Value of non-invasive prenatal testing for rare autosomal trisomies in fetuses

Abstract

To evaluate the value of non-invasive prenatal testing(NIPT)for detecting rare autosomal trisomies in fetuses. We retrospectively analyzed the data of cases with rare autosomal trisomies detected by NIPT in our hospital from January, 2019 to April, 2023.Invasive prenatal diagnostic tests including chromosome karyotype analysis, chromosome microarray analysis, copy number variation sequencing, and fluorescence in situ hybridization were performed in all the cases after clinical counseling, and their test results and pregnancy outcomes were analyzed. Among 25 282 women receiving NIPT, 56(0.22%)were found to have high risks for rare autosomal trisomies in circulating plasma DNA.Trisomy 7 was the most frequently detected trisomy, accounting for 45% of the total cases(25/56), while trisomies 1, 4, 17, and 19 were not detected.Among the 46 cases with genetic results of the fetuses, 10 were identified to have true fetal mosaicism.The overall positive predictive value of NIPT was 22%(10/46)for rare autosomal trisomies, and 10% for trisomy 7(2/20).Of the 52 cases followed up for pregnancy outcomes, 33(63%)cases without fetal mosaicism resulted in normal live births, while 10 had unfavorable outcomes including fetal growth restriction, preterm birth, and maternal complications, and among them fetal growth restriction was the most typical and the earliest condition observed in these cases.Among the 22 followed up cases of non-true mosaicism for trisomy 7, 82% resulted in normal live births.
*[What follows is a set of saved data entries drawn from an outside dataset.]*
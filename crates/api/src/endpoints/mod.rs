//! API endpoints.

mod auth;
mod conversations;

use axum::Router;

use crate::middleware::AppState;

/// Create the API router.
///
/// `max_body_bytes` caps the message-ingest body (all media parts included).
pub fn router(max_body_bytes: usize) -> Router<AppState> {
    Router::new()
        .nest("/auth", auth::router())
        .nest("/conversations", conversations::router(max_body_bytes))
}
NIPT increases the detection rate of true fetal mosaicism but with a low positive predictive value.Most of the cases with non-true mosaicism, particularly trisomy 7, can have favorable outcomes.NIPT can also be useful in identifying causes of fetal growth restriction in the second and third trimesters when invasive prenatal testing does not reveal abnormalities.